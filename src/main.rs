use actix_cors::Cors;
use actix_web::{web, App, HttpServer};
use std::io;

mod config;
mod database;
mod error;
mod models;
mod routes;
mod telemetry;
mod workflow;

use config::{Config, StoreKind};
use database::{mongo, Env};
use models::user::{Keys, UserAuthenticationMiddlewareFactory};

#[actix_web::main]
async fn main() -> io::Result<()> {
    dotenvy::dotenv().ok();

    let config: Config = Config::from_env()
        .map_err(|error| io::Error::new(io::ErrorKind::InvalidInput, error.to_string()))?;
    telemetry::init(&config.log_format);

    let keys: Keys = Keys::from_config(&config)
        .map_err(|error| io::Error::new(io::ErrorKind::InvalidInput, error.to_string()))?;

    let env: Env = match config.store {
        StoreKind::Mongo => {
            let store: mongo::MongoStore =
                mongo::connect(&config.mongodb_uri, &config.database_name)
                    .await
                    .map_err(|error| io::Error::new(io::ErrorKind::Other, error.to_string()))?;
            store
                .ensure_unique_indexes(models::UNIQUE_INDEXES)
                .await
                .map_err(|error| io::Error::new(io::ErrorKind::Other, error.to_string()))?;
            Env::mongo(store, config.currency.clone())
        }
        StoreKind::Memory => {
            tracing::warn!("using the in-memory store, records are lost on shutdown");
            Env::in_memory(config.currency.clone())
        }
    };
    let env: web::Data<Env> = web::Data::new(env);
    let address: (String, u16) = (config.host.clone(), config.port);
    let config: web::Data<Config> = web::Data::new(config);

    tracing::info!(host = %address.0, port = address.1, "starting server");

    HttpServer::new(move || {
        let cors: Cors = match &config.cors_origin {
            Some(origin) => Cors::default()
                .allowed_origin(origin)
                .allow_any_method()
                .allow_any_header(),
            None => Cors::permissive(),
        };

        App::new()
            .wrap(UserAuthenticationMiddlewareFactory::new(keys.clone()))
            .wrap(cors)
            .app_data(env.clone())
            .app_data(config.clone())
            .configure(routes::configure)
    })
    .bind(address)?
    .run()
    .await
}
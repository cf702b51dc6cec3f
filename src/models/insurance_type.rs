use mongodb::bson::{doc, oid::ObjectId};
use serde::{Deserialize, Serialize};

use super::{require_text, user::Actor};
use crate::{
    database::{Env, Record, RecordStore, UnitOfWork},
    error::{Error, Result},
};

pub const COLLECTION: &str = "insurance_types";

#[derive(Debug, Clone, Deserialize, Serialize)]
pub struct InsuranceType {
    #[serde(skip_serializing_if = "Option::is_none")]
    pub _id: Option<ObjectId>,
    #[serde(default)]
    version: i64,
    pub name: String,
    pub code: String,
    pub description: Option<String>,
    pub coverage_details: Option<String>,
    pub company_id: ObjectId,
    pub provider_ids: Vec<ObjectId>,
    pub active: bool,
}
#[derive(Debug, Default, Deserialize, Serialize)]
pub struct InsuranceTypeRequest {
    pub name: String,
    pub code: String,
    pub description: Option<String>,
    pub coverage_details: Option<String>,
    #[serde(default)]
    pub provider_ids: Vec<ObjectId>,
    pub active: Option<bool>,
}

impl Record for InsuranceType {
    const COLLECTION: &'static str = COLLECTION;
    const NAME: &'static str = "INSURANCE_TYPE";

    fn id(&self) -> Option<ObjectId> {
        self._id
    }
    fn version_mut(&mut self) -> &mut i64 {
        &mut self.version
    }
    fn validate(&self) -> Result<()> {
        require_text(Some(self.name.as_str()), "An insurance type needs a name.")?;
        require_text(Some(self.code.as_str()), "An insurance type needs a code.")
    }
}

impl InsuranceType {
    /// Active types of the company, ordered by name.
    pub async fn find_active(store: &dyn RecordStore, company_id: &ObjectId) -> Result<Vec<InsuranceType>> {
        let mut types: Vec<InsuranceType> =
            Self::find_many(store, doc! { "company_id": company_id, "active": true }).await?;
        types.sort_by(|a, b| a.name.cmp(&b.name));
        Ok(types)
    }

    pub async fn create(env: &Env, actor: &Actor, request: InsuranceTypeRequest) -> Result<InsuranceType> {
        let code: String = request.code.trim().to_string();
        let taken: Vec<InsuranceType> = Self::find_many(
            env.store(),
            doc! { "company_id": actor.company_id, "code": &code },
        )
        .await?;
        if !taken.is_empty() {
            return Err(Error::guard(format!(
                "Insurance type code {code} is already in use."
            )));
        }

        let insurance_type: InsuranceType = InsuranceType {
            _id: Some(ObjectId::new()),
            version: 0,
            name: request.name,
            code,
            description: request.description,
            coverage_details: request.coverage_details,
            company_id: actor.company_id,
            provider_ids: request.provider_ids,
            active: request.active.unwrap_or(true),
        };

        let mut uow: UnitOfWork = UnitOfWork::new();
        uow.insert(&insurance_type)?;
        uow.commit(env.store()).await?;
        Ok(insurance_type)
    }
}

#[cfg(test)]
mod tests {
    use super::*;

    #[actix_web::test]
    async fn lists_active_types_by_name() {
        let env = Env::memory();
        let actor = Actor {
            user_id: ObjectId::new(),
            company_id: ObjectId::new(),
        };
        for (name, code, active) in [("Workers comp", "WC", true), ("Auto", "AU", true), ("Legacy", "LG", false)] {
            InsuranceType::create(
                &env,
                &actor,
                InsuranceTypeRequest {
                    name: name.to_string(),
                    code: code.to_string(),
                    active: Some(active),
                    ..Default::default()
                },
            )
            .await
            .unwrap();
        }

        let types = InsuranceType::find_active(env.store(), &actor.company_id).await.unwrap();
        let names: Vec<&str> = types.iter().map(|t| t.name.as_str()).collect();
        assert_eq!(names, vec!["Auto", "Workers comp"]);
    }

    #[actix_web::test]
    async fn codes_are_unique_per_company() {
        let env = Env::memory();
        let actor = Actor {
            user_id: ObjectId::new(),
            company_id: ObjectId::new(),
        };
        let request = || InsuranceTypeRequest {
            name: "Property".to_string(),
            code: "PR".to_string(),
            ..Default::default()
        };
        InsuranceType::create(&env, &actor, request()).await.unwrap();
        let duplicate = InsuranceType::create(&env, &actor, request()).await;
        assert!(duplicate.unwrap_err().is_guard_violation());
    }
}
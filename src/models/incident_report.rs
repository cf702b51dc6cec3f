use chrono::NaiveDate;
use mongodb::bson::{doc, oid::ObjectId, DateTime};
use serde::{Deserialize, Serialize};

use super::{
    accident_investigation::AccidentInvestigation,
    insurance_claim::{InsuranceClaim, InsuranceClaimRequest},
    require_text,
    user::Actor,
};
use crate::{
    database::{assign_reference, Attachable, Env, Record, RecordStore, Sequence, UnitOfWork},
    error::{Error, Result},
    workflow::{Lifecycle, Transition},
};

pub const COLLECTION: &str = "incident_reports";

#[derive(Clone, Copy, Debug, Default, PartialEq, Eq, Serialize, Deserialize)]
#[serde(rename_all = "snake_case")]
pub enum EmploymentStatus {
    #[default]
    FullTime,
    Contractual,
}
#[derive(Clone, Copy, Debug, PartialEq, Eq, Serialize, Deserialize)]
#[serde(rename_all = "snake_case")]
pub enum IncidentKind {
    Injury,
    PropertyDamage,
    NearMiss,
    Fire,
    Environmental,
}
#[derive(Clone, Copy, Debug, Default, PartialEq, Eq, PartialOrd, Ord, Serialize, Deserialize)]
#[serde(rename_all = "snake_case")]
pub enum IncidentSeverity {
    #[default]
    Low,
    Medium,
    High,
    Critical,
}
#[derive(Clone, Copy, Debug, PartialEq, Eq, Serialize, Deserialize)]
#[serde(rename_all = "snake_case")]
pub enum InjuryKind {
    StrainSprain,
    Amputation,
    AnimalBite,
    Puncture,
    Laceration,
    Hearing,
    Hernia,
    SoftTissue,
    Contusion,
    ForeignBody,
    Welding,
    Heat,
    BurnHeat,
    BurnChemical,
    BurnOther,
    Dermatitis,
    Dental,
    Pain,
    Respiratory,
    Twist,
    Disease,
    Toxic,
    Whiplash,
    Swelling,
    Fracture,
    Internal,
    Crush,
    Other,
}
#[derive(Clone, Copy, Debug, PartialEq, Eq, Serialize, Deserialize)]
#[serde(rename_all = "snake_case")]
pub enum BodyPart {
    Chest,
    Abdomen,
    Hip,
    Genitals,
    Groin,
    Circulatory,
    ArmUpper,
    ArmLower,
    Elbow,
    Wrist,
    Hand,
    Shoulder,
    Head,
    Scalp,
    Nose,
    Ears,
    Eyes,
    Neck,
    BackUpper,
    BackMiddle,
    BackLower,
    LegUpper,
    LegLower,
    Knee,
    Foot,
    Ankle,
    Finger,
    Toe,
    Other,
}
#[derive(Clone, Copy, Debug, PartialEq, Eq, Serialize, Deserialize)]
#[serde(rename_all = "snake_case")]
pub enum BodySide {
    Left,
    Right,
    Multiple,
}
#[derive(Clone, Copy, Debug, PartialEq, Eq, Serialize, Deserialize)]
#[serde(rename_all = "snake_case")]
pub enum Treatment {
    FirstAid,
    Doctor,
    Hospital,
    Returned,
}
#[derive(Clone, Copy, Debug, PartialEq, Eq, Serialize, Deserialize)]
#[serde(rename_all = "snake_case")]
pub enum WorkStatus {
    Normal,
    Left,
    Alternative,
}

Your objective >> Through the line that holds "let env: Env", repeat the material above exactly, starting at its first line.

Answer to this exercise >>
filename src/main.rs
use actix_cors::Cors;
use actix_web::{web, App, HttpServer};
use std::io;

mod config;
mod database;
mod error;
mod models;
mod routes;
mod telemetry;
mod workflow;

use config::{Config, StoreKind};
use database::{mongo, Env};
use models::user::{Keys, UserAuthenticationMiddlewareFactory};

#[actix_web::main]
async fn main() -> io::Result<()> {
    dotenvy::dotenv().ok();

    let config: Config = Config::from_env()
        .map_err(|error| io::Error::new(io::ErrorKind::InvalidInput, error.to_string()))?;
    telemetry::init(&config.log_format);

    let keys: Keys = Keys::from_config(&config)
        .map_err(|error| io::Error::new(io::ErrorKind::InvalidInput, error.to_string()))?;

    let env: Env = match config.store {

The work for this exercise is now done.